What is required
Collect all lines from the records below that include the word "SignalStore".

Collected data entries:
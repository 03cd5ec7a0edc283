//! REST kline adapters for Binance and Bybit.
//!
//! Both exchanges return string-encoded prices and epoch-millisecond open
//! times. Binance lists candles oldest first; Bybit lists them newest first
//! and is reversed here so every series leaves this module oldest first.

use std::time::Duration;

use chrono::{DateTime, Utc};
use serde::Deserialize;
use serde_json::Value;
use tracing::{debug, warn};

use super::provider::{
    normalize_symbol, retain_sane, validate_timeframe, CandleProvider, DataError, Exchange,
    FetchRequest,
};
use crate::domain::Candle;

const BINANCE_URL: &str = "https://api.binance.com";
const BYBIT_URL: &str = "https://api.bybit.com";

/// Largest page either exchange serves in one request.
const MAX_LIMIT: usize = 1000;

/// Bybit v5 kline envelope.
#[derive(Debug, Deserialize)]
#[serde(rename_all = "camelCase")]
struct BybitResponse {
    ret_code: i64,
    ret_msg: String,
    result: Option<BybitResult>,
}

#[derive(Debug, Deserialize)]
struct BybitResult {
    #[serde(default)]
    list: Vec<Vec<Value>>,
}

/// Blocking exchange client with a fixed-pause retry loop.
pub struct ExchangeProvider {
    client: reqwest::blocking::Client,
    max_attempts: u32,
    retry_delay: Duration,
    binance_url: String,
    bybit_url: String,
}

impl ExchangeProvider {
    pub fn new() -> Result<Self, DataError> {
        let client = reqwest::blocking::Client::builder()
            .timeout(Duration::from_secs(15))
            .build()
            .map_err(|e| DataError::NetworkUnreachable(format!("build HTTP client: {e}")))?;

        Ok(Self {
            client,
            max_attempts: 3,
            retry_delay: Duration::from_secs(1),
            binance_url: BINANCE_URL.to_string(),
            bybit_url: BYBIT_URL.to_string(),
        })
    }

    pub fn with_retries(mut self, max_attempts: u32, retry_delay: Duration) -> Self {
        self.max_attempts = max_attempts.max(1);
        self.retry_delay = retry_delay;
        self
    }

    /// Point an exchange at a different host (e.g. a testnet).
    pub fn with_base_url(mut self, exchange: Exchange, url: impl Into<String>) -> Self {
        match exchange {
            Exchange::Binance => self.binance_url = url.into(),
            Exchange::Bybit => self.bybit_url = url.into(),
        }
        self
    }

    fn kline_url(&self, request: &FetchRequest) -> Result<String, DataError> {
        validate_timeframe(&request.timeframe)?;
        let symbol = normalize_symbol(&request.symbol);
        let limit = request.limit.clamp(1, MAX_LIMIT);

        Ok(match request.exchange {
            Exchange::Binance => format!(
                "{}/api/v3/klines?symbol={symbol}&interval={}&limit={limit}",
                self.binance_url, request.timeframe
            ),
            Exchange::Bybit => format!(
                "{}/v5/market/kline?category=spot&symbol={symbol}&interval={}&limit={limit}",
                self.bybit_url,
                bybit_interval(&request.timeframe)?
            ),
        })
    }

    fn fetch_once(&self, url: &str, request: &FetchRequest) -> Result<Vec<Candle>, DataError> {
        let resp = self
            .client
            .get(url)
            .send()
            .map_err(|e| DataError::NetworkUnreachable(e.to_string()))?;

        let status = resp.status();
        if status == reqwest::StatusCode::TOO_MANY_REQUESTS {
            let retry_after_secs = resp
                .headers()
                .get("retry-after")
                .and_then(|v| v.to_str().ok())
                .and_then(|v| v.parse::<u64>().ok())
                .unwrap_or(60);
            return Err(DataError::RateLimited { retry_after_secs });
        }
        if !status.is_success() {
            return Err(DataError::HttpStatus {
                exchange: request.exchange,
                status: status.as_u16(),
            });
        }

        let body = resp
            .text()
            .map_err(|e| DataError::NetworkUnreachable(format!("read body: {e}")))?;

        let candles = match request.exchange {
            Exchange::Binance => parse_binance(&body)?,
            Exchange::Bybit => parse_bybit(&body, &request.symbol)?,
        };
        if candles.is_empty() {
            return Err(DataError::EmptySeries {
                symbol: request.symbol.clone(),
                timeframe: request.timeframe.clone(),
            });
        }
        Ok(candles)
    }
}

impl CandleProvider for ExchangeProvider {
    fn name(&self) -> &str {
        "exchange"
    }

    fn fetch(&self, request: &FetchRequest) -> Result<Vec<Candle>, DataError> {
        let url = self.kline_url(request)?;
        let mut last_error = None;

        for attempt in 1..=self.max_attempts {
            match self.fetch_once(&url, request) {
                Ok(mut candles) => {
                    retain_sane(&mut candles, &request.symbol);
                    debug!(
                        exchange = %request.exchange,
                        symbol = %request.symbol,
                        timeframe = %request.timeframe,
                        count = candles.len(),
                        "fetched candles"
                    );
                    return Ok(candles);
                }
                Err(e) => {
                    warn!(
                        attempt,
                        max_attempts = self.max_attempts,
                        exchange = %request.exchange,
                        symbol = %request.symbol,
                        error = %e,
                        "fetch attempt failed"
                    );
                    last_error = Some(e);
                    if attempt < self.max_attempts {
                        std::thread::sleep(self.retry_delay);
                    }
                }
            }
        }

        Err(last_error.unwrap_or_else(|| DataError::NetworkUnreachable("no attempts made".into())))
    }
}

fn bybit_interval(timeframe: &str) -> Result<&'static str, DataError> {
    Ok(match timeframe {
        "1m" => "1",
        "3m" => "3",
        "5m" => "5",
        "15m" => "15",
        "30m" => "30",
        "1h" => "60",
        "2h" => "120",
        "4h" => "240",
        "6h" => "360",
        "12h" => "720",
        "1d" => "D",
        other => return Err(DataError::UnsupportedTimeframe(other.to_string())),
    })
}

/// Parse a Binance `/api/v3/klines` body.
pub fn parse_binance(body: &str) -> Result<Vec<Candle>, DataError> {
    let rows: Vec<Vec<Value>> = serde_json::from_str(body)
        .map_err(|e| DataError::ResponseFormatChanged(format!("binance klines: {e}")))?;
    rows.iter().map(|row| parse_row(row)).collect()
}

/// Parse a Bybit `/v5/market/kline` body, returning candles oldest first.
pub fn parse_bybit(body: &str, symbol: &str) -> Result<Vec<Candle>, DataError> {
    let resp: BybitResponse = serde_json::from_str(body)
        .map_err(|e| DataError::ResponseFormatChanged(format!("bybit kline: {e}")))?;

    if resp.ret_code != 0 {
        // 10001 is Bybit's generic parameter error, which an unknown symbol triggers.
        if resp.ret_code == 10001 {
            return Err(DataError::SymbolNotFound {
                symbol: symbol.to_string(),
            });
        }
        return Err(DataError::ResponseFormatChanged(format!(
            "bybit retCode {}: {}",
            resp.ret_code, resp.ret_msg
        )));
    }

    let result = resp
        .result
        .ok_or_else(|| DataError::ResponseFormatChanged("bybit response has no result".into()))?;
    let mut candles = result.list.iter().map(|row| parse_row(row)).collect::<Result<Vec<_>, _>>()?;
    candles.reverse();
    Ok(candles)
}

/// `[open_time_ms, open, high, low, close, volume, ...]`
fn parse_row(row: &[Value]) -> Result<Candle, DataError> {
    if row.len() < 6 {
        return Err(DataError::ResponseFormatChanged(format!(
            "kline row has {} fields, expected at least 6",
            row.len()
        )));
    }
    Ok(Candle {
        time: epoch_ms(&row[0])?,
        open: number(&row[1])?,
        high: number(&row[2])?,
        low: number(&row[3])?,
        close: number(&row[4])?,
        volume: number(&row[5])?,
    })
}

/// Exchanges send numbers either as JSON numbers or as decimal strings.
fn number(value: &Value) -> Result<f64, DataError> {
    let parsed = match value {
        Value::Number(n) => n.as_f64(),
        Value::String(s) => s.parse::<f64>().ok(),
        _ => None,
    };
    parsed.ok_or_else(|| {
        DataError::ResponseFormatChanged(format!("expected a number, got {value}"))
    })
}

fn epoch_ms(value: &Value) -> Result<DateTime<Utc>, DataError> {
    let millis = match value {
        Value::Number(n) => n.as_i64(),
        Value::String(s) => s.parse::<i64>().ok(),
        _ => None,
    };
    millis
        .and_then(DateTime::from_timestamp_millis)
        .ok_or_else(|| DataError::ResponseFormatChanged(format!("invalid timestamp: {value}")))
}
* * *
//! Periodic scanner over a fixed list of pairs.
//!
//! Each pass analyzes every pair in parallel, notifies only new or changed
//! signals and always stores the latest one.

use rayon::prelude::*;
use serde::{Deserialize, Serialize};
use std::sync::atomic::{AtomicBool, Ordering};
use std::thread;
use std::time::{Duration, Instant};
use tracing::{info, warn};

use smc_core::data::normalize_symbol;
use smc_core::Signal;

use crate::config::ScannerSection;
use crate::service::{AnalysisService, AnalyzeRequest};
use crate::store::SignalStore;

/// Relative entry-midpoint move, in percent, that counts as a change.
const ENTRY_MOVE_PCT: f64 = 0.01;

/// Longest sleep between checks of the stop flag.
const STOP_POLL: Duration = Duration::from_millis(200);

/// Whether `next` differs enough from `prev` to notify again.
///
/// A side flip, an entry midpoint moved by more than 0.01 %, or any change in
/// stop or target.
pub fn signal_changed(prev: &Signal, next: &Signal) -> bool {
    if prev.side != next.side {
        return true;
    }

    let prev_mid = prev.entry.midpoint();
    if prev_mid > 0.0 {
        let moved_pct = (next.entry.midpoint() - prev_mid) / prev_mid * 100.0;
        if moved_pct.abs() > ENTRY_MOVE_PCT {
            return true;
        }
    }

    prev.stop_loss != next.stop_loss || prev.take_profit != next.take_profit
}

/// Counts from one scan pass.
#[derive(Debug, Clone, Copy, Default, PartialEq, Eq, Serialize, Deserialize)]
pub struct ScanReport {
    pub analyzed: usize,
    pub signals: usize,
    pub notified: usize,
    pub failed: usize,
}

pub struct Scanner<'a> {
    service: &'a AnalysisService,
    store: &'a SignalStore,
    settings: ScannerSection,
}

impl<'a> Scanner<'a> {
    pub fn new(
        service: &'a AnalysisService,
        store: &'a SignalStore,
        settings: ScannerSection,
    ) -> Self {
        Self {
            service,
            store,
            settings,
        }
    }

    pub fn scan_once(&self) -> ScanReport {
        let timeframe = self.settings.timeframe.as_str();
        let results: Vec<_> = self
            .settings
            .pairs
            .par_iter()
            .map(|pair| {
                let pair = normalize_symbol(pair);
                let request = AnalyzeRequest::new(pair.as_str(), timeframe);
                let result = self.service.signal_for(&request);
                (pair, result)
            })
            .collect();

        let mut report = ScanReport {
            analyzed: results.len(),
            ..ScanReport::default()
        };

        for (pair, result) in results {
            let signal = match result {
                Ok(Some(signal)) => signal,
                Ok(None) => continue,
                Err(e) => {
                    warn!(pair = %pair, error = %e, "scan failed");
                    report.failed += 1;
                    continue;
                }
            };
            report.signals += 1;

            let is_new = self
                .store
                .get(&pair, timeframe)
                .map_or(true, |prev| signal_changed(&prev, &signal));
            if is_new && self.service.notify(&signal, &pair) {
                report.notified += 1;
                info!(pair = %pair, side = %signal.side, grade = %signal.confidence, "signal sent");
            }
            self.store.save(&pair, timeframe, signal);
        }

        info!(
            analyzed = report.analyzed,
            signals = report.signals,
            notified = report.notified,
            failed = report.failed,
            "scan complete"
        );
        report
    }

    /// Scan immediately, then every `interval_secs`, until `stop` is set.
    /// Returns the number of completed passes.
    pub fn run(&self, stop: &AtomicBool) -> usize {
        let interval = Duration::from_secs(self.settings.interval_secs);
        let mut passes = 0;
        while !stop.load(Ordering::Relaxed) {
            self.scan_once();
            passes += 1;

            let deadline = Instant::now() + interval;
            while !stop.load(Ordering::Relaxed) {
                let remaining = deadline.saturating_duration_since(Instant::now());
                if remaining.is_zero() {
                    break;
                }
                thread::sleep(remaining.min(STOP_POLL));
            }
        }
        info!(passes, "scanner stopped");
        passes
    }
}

Reply
use crate::store::SignalStore;
    store: &'a SignalStore,
        store: &'a SignalStore,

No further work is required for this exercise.